Thursday, October 06, 2005

The Foolish Factor

by Alan Reynolds - Oct 6, 2005 -

Bill O'Reilly, host of the popular Fox News show "The O'Reilly Factor," has been preaching to his flock to buy no gas on Sundays. "Let's send a message to these energy people who operate in the shadows," he says. That suggestion should have been saved for a different section of the show, "The Most Ridiculous Item of the Day."

No matter how many times America proves that a reasonably unfettered economic system based on competition delivers products at a lower cost than any other system, there is always someone who buys into the concept that we are being gouged if the price we are charged is not what we want it to be, right now this minute.

Bill O'Reilly is one of the most appalling examples of "populism" this country has ever produced. I am amused by the people on the left who accuse O'Reilly, who proudly proclaims his support for socialized medicine, of being a conservative. Do you really think that socialized medicine is compatible with conservative principles? How far left on the political spectrum do you think someone must be to see a socialist as a conservative?

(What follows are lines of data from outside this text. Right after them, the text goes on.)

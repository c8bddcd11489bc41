//! Modbus TCP request framing
//!
//! gridgen only ever sends requests, so this module covers the request direction:
//! - MBAP header + 5 byte register PDU (FC03 / FC16 envelope)
//! - Random malformed payloads that never parse as a request
//!
//! Frames are immutable once built and cheap to clone (`bytes::Bytes`).

pub mod constants;
mod frame;

pub use constants::{
    DEFAULT_MODBUS_PORT, DEFAULT_UNIT_ID, FC_READ_HOLDING_REGISTERS, FC_WRITE_MULTIPLE_REGISTERS,
    MALFORMED_MAX_LEN, MALFORMED_MIN_LEN, MBAP_HEADER_LEN, MODBUS_PROTOCOL_ID,
    REQUEST_FRAME_LEN, REQUEST_LENGTH_FIELD,
};
pub use frame::{build_frame, function_code_name, Frame, FrameKind, MbapHeader, RequestFrame};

The most interesting comment in the article is the following: "Since prices of oil and gasoline have gone down at least as often as they've gone up, over the years, O'Reilly's novel theory of changing prices implies that greed is highly variable, causing oil prices to drop whenever five CEOs are feeling charitable and rise when they're in a cruel mood." The reality that prices have fallen would seem to any intelligent person to completely refute O'Reilly's premise, but he can't see that. I wonder what he would say if you pointed out that during most of the last 20 years the "five CEOs" have been charitable more often than greedy?

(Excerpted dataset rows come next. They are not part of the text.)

impl<S: FrameSink + 'static> TrafficEngine<S> {
    pub fn new(sink: S) -> Self {
        Self {
            sink: Arc::new(sink),
            seed: None,
        }
    }

    /// Seed every loop's RNG; `None` uses entropy
    pub fn with_seed(mut self, seed: Option<u64>) -> Self {
        self.seed = seed;
        self
    }

    pub fn sink(&self) -> &S {
        &self.sink
    }

    pub fn target(&self) -> &Target {
        self.sink.target()
    }

    /// Send one frame and count it on the run state if it was delivered
    pub async fn transmit(&self, frame: &Frame, port: Option<u16>, state: &RunState) -> Delivery {
        let outcome = self.sink.transmit(frame, port).await;
        if outcome.is_sent() {
            state.record_sent();
        }
        outcome
    }

    /// Run `spec` to completion (or until stopped), returning frames delivered by it
    pub async fn run_profile(&self, spec: &ProfileSpec, state: &Arc<RunState>) -> u64 {
        info!("Profile {} started -> {}", spec.name(), self.target());
        let started = Instant::now();

        let sent = match spec {
            ProfileSpec::Mixed(mixed) => self.run_mixed(mixed, state).await,
            single => self.run_single(single, state, 0).await,
        };

        info!(
            "Profile {} {}: {} frames sent in {:.1}s",
            spec.name(),
            if state.stop_requested() { "stopped" } else { "finished" },
            sent,
            started.elapsed().as_secs_f64()
        );
        sent
    }

    pub async fn run_normal(&self, spec: &NormalSpec, state: &RunState) -> u64 {
        self.normal_loop(spec, state, self.rng(0)).await
    }

    pub async fn run_flood(&self, spec: &FloodSpec, state: &RunState) -> u64 {
        self.flood_loop(spec, state).await
    }

    pub async fn run_scan(&self, spec: &ScanSpec, state: &RunState) -> u64 {
        self.scan_loop(spec, state).await
    }

    pub async fn run_unauthorized_write(&self, spec: &WriteSpec, state: &RunState) -> u64 {
        self.write_loop(spec, state, self.rng(0)).await
    }

    pub async fn run_malformed(&self, spec: &MalformedSpec, state: &RunState) -> u64 {
        self.malformed_loop(spec, state, self.rng(0)).await
    }

    /// Run every vector concurrently; returns once all of them are joined
    pub async fn run_mixed(&self, spec: &MixedSpec, state: &Arc<RunState>) -> u64 {
        let mut tasks = JoinSet::new();

        for (index, vector) in spec.vectors.iter().enumerate() {
            let engine = self.clone();
            let state = Arc::clone(state);
            let vector = vector.clone();
            tasks.spawn(async move { engine.run_vector(index, &vector, &state).await });
        }

        let mut total = 0;
        while let Some(joined) = tasks.join_next().await {
            match joined {
                Ok(sent) => total += sent,
                Err(e) => error!("Mixed sub-task aborted: {}", e),
            }
        }
        total
    }

    /// Any profile except `mixed`
    pub(crate) async fn run_single(&self, spec: &ProfileSpec, state: &RunState, salt: u64) -> u64 {
        match spec {
            ProfileSpec::Normal(s) => self.normal_loop(s, state, self.rng(salt)).await,
            ProfileSpec::Flood(s) => self.flood_loop(s, state).await,
            ProfileSpec::Scan(s) => self.scan_loop(s, state).await,
            ProfileSpec::UnauthorizedWrite(s) => self.write_loop(s, state, self.rng(salt)).await,
            ProfileSpec::Malformed(s) => self.malformed_loop(s, state, self.rng(salt)).await,
            ProfileSpec::Mixed(_) => {
                warn!("Nested mixed profile skipped");
                0
            },
        }
    }

    async fn run_vector(&self, index: usize, vector: &MixedVector, state: &RunState) -> u64 {
        let mut sent = 0;

        for round in 0..vector.repeats {
            if state.stop_requested() {
                break;
            }

            let salt = ((index as u64 + 1) << 32) | u64::from(round);
            sent += self.run_single(&vector.profile, state, salt).await;
            debug!(
                "Mixed vector {} ({}) round {}/{} done",
                index,
                vector.profile.name(),
                round + 1,
                vector.repeats
            );

            if round + 1 < vector.repeats && !pace(state, vector.pause).await {
                break;
            }
        }

        sent
    }

    async fn normal_loop(&self, spec: &NormalSpec, state: &RunState, rng: StdRng) -> u64 {
        let started = Instant::now();
        let interval = pacing_interval(spec.rate);
        let mut next_send = started;
        let mut sent = 0;

        for request in NormalFrames::new(rng) {
            if started.elapsed() >= spec.duration || state.stop_requested() {
                break;
            }
            if self.transmit(&request.encode(), None, state).await.is_sent() {
                sent += 1;
            }
            next_send += interval;
            if !pace_until(state, next_send).await {
                break;
            }
        }

        sent
    }

    async fn flood_loop(&self, spec: &FloodSpec, state: &RunState) -> u64 {
        let started = Instant::now();
        let interval = (!spec.is_unpaced()).then(|| pacing_interval(spec.rate));
        let mut next_send = started;
        let mut sent = 0;

        if spec.duration.is_none() {
            info!("Flood running until stopped ({} pps)", spec.rate);
        }

        for request in FloodFrames::new() {
            let expired = spec
                .duration
                .is_some_and(|limit| started.elapsed() >= limit);
            if expired || state.stop_requested() {
                break;
            }
            if self.transmit(&request.encode(), None, state).await.is_sent() {
                sent += 1;
            }
            let keep_going = match interval {
                Some(interval) => {
                    next_send += interval;
                    pace_until(state, next_send).await
                },
                None => pace(state, Duration::ZERO).await,
            };
            if !keep_going {
                break;
            }
        }

        sent
    }

    async fn scan_loop(&self, spec: &ScanSpec, state: &RunState) -> u64 {
        let mut sent = 0;

        for (port, request) in ScanTargets::new(spec.start_port, spec.end_port) {
            if state.stop_requested() {
                break;
            }
            if self
                .transmit(&request.encode(), Some(port), state)
                .await
                .is_sent()
            {
                sent += 1;
            }
            if !pace(state, spec.delay).await {
                break;
            }
        }

        debug!(
            "Scan {}..{}: {} of {} ports accepted",
            spec.start_port,
            spec.end_port,
            sent,
            spec.port_count()
        );
        sent
    }

    async fn write_loop(&self, spec: &WriteSpec, state: &RunState, rng: StdRng) -> u64 {
        let mut sent = 0;

        for request in WriteFrames::new(rng).take(spec.count as usize) {
            if state.stop_requested() {
                break;
            }
            if self.transmit(&request.encode(), None, state).await.is_sent() {
                sent += 1;
            }
            if !pace(state, spec.delay).await {
                break;
            }
        }

        sent
    }

    async fn malformed_loop(&self, spec: &MalformedSpec, state: &RunState, rng: StdRng) -> u64 {
        let mut sent = 0;

        for frame in MalformedFrames::new(rng).take(spec.count as usize) {
            if state.stop_requested() {
                break;
            }
            if self.transmit(&frame, None, state).await.is_sent() {
                sent += 1;
            }
            if !pace(state, spec.delay).await {
                break;
            }
        }

        sent
    }

    fn rng(&self, salt: u64) -> StdRng {
        match self.seed {
            Some(seed) => StdRng::seed_from_u64(seed ^ salt.wrapping_mul(0x9E37_79B9_7F4A_7C15)),
            None => StdRng::from_entropy(),
        }
    }
}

The reality is that they are neither charitable nor greedy. Even though the oil industry in America is heavily regulated to the detriment of lowest prices possible, it still has enough elements of free enterprise contained in it that prices here are lower than anywhere else in the world. However if you say that, I am sure O'Reilly will explain the conspiracy under which the "five CEOs" somehow make more money by holding prices down. It is all a conspiracy you know.